For a title as open-ended as “This is America,” one would assume Childish Gambino’s latest single would poignantly capture the racial tensions of the nation, using the Black experience as a vessel for artistic expression. For a listener completely unaware of the clandestinely corny wunderkind that is Donald Glover, they would perceive him to be a yet another (admittedly more melodic) tough-guy rapper singing self praises while lyrically waving the barrel of an AK in their faces.

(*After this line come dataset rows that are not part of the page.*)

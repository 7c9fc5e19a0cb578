//! Shell API type inference and await insertion.
//!
//! Scripts written against the database shell look synchronous
//! (`db.coll.find().toArray()`), but many shell API calls return promises.
//! This crate infers shell API types statically and wraps every call whose
//! callee returns a promise in `await`.
//!
//! # Architecture
//!
//! - [`ty`]: the type model (function, object and unknown types)
//! - [`env`]: type registry and scope-stack symbol table
//! - [`catalog`]: loading the registry and root scope from JSON
//! - [`infer`]: the typing walk, which also finds the calls to suspend
//! - [`rewrite`]: rebuilding the tree with `await` inserted
//! - [`error`], [`diagnostics`]: errors and their rendering
//!
//! [`compile`] ties these together; [`AsyncWriter`] keeps one symbol table
//! across many inputs, the way a REPL session does.

pub mod catalog;
pub mod diagnostics;
pub mod env;
pub mod error;
pub mod infer;
pub mod rewrite;
pub mod ty;

use asyncify_parser::ast::stmt::{SourceFile, Stmt};
use asyncify_parser::ast::AstNode;
use asyncify_parser::SyntaxNode;
use rowan::TextRange;
use tracing::{debug, instrument};

use crate::catalog::Catalog;
use crate::env::SymbolTable;
use crate::error::CompileError;
use crate::infer::TypeMap;
use crate::ty::Ty;

/// Output of a successful [`compile`].
#[derive(Debug, Clone)]
pub struct Compiled {
    /// The rewritten tree; prints as `code`.
    pub tree: SyntaxNode,
    pub code: String,
    /// Node types keyed by kind and range in `tree`.
    pub types: TypeMap,
    /// Type of the last top-level expression statement, or `Unknown`.
    pub result_type: Ty,
    /// Ranges in `tree` of the calls that were wrapped in `await`.
    pub suspended: Vec<TextRange>,
}

impl Compiled {
    pub fn type_of(&self, node: &SyntaxNode) -> Ty {
        self.types
            .get(&(node.kind(), node.text_range()))
            .cloned()
            .unwrap_or(Ty::Unknown)
    }
}

/// Parse `source`, infer its types against `symbols` and insert `await`
/// where needed.
///
/// The first compile against a table pushes a program scope that stays on
/// the stack, so top-level declarations are visible to later compiles. If
/// the pass fails, every scope it opened is discarded; bindings it already
/// made in the program scope are kept.
#[instrument(level = "debug", skip_all, fields(len = source.len()))]
pub fn compile(source: &str, symbols: &mut SymbolTable) -> Result<Compiled, CompileError> {
    let parse = asyncify_parser::parse(source);
    if !parse.ok() {
        return Err(CompileError::Parse(parse.errors().to_vec()));
    }
    let root = parse.syntax();

    if symbols.depth() == 1 {
        symbols.push_scope();
    }
    let program_depth = symbols.depth();

    let inference = match infer::infer(&root, symbols) {
        Ok(inference) => inference,
        Err(err) => {
            symbols.restore_depth(program_depth);
            debug!(error = %err, "pass failed");
            return Err(err.into());
        }
    };

    let result_type = last_expression_type(&root, &inference);
    let rewritten = rewrite::rewrite(&root, &inference.types, &inference.suspended);
    let code = rewritten.tree.to_string();
    debug!(
        suspended = rewritten.awaited.len(),
        typed = rewritten.types.len(),
        result = %result_type,
        "compiled"
    );

    Ok(Compiled {
        tree: rewritten.tree,
        code,
        types: rewritten.types,
        result_type,
        suspended: rewritten.awaited,
    })
}

fn last_expression_type(root: &SyntaxNode, inference: &infer::Inference) -> Ty {
    let Some(file) = SourceFile::cast(root.clone()) else {
        return Ty::Unknown;
    };
    match file.stmts().last() {
        Some(Stmt::Expr(stmt)) => stmt
            .expr()
            .map(|e| inference.type_of(e.syntax()))
            .unwrap_or(Ty::Unknown),
        _ => Ty::Unknown,
    }
}

/// A rewriter bound to one symbol table.
///
/// Compiles are serialized through `&mut self`; declarations from one
/// input stay visible to the next.
#[derive(Debug, Clone)]
pub struct AsyncWriter {
    symbols: SymbolTable,
}

impl AsyncWriter {
    pub fn new(symbols: SymbolTable) -> Self {
        AsyncWriter { symbols }
    }

    pub fn from_catalog(catalog: &Catalog) -> Self {
        AsyncWriter::new(catalog.symbol_table())
    }

    pub fn symbols(&self) -> &SymbolTable {
        &self.symbols
    }

    pub fn symbols_mut(&mut self) -> &mut SymbolTable {
        &mut self.symbols
    }

    pub fn compile(&mut self, source: &str) -> Result<Compiled, CompileError> {
        compile(source, &mut self.symbols)
    }

    /// [`compile`](Self::compile), keeping only the code.
    pub fn compile_to_text(&mut self, source: &str) -> Result<String, CompileError> {
        self.compile(source).map(|compiled| compiled.code)
    }
}

#[cfg(test)]
mod tests {
    use super::*;

    fn writer() -> AsyncWriter {
        AsyncWriter::from_catalog(&Catalog::bundled().unwrap())
    }

    #[test]
    fn program_scope_is_pushed_once() {
        let mut w = writer();
        w.compile("let a = 1").unwrap();
        assert_eq!(w.symbols().depth(), 2);
        w.compile("let b = 2").unwrap();
        assert_eq!(w.symbols().depth(), 2);
        assert!(w.symbols().is_bound("a"));
    }

    #[test]
    fn parse_error_leaves_table_untouched() {
        let mut w = writer();
        let err = w.compile("let = ").unwrap_err();
        assert!(matches!(err, CompileError::Parse(_)));
        assert_eq!(w.symbols().depth(), 1);
    }

    #[test]
    fn failed_pass_discards_inner_scopes() {
        let mut w = writer();
        let err = w.compile("let c = db.coll; function f() { { c[k] } }").unwrap_err();
        assert!(matches!(err, CompileError::Rewrite(_)));
        assert_eq!(w.symbols().depth(), 2);
        assert_eq!(w.symbols().lookup_type("c").name(), "Collection");
    }

    #[test]
    fn result_type_is_last_expression() {
        let mut w = writer();
        assert_eq!(w.compile("db.coll").unwrap().result_type.name(), "Collection");
        assert!(w.compile("db.coll; let x = 1").unwrap().result_type.is_unknown());
    }
}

While the artist known as Childish Gambino, a masquerade slowly thinning to reveal a bristly Donald Glover wise beyond his years, is far from being a garden-variety trap rapper, with “This is America,” he purposefully assumes that costume for the sake of flashiness. “I got the plug in Oaxaca / they gonna find you like blocka” boasts Bino, a NYU grad raised middle-class whose stand-up routines often cycle back to his love for nerdy, traditionally white interests. Yet his boasting isn’t hollow flexing; his claims flow naturally because they’ve become the accepted social rhetoric. It’s the talk of the trap music scene, an environment ironically glorified by society where a violent background is seemingly essential, where every Black man is a gun-toting gangbanger.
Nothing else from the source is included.